RECORDS SHOWN: Begin
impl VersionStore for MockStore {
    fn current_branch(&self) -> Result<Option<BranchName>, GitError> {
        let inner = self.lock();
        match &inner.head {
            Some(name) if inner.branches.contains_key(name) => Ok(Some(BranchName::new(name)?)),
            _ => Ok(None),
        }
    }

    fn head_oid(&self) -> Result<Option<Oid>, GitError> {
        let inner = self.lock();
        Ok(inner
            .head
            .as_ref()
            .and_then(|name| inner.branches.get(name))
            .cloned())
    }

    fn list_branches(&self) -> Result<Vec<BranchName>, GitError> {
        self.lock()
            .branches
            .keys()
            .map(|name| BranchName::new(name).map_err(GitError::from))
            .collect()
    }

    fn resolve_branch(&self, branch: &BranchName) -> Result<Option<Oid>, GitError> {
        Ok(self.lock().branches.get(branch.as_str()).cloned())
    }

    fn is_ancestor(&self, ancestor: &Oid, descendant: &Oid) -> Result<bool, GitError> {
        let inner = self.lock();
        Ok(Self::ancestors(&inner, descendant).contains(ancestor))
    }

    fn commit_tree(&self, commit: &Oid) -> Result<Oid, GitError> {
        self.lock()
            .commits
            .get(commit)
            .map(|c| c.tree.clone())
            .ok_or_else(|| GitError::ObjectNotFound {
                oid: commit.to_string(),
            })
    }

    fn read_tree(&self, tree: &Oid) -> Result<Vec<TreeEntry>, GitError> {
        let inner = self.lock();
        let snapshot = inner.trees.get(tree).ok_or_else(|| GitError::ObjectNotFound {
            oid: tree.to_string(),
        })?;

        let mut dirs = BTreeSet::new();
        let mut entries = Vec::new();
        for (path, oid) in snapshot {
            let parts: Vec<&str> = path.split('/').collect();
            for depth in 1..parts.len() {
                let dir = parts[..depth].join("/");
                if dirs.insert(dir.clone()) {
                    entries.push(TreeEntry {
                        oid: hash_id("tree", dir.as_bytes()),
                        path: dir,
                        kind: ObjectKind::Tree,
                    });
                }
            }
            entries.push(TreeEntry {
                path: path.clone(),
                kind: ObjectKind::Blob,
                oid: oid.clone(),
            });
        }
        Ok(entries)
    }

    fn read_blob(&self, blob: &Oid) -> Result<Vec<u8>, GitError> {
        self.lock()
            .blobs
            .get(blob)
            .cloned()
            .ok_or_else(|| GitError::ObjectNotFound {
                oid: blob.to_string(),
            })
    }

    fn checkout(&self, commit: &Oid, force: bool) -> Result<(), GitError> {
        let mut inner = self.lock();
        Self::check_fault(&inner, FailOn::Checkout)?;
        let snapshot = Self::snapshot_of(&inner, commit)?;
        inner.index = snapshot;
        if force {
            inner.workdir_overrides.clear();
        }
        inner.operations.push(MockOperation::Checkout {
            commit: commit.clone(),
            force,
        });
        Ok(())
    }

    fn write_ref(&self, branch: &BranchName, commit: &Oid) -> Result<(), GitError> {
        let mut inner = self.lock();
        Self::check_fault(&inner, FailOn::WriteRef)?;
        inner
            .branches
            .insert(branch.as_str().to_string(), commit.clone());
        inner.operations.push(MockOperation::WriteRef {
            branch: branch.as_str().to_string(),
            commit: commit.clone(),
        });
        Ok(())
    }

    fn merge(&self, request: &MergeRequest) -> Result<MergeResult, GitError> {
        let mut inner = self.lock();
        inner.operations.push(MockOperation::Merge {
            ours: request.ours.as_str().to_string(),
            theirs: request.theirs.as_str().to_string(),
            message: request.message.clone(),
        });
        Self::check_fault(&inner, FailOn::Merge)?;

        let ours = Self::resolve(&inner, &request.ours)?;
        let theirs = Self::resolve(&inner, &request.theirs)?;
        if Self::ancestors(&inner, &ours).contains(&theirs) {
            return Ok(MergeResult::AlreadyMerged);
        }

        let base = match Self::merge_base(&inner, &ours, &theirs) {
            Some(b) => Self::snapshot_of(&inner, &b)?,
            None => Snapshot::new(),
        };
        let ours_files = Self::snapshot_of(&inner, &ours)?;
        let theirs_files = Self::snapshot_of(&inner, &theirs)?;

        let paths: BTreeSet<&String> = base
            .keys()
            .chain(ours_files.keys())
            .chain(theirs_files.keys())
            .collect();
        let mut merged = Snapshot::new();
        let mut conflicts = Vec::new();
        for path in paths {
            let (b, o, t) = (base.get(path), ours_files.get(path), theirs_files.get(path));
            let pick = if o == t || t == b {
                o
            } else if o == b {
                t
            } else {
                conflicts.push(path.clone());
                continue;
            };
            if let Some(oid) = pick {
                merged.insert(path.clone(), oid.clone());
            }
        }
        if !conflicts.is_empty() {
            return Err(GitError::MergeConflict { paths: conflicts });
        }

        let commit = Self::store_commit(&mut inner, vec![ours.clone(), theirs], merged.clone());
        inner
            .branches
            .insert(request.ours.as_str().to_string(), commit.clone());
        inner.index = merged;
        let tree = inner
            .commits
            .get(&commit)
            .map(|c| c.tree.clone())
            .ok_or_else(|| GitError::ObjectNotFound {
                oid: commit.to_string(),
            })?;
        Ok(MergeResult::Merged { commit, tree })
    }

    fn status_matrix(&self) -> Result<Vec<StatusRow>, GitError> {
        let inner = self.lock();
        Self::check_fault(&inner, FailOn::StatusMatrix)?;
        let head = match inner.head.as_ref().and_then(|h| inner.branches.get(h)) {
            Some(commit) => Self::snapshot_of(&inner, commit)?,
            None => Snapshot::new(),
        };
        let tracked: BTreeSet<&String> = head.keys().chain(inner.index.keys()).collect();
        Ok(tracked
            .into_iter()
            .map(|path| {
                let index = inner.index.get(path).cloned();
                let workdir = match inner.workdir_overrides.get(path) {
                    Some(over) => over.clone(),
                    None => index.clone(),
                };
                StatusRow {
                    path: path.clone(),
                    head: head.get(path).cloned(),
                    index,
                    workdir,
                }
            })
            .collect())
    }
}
RECORDS SHOWN: End
RECORDS SHOWN: Begin
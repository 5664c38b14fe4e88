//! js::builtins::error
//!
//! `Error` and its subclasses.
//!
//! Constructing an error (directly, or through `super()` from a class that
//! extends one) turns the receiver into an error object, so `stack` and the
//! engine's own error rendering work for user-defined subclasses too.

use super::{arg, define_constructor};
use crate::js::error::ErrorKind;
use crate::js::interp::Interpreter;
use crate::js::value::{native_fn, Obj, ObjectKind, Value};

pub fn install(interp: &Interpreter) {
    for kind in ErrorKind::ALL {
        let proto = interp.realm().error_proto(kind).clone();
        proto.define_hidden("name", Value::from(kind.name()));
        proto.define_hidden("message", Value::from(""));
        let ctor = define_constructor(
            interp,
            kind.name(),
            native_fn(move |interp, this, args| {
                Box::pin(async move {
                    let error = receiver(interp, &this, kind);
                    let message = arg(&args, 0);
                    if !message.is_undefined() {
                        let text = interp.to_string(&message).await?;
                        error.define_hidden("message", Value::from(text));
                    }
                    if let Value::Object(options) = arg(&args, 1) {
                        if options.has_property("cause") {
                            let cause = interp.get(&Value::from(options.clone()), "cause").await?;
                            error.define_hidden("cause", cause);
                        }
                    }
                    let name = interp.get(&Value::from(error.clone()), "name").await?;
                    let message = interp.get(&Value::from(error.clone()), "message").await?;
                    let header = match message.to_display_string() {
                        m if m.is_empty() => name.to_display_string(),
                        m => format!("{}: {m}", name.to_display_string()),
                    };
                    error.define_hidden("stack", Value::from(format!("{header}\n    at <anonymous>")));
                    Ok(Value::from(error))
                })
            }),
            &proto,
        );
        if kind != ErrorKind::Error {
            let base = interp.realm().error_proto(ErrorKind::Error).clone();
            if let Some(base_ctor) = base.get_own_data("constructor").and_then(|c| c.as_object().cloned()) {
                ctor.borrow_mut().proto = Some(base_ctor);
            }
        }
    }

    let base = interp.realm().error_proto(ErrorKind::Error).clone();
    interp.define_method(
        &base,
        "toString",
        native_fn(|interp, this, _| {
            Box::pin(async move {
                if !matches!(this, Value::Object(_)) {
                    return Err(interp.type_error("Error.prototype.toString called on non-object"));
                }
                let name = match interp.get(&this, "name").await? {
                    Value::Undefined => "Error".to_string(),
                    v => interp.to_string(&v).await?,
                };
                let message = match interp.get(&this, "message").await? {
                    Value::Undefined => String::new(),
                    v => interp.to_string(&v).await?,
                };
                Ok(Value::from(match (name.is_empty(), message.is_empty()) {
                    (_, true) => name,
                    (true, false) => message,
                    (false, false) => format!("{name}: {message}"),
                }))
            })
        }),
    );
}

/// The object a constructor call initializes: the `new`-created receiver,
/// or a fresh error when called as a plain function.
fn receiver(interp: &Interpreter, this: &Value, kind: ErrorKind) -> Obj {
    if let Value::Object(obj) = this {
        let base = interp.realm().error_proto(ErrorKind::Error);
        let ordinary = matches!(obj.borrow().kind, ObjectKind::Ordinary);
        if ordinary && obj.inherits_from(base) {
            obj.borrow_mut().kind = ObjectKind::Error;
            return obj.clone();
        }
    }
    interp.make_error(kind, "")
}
RECORDS SHOWN: End
RECORDS SHOWN: Begin
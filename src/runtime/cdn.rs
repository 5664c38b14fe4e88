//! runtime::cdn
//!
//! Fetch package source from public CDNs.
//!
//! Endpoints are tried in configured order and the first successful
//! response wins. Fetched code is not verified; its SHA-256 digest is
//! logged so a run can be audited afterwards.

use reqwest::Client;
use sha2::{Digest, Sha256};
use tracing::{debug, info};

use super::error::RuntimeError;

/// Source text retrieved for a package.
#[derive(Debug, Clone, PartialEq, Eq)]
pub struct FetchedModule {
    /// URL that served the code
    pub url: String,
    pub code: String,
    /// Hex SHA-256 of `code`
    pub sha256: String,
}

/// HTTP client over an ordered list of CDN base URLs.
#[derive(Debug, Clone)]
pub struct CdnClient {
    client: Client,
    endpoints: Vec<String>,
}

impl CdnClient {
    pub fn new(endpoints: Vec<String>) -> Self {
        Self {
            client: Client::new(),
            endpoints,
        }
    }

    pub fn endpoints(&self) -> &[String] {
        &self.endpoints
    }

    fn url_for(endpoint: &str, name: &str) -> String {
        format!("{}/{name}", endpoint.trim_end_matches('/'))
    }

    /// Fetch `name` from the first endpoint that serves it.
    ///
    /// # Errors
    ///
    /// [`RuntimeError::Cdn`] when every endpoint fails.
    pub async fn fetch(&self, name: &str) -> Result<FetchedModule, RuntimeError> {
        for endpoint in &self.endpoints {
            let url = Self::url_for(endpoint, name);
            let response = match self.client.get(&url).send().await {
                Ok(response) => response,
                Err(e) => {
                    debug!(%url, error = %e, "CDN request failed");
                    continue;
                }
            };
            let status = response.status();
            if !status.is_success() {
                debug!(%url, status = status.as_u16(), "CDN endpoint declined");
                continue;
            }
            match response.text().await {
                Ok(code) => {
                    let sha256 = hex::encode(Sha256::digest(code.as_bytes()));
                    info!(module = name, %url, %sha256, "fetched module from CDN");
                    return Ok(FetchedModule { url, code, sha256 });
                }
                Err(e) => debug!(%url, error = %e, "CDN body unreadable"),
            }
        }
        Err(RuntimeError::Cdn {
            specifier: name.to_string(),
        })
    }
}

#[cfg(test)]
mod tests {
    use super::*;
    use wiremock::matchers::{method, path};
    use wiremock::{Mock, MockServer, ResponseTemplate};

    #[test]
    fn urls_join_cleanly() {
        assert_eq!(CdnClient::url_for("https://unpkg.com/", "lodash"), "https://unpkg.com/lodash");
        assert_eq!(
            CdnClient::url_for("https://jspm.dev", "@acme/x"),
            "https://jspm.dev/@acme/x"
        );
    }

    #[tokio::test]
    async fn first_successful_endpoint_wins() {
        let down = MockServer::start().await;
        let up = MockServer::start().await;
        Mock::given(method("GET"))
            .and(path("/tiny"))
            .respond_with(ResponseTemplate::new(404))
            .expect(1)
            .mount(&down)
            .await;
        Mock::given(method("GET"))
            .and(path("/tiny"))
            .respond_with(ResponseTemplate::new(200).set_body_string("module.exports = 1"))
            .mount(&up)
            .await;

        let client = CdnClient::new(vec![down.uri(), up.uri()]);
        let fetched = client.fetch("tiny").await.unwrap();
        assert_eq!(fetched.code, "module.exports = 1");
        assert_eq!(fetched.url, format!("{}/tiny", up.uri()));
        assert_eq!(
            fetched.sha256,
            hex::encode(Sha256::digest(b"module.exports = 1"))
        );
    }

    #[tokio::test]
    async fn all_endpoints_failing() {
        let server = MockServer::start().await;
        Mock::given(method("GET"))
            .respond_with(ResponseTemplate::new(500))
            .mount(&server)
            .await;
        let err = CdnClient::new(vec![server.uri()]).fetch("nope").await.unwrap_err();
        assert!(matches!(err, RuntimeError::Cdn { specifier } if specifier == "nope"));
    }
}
RECORDS SHOWN: End
▸ **EXERCISE PROMPT**
Reply with the number of lines in the preceding entries that contain "ResponseTemplate", and no other words.

▸ **SOLUTION TO THIS TASK**
4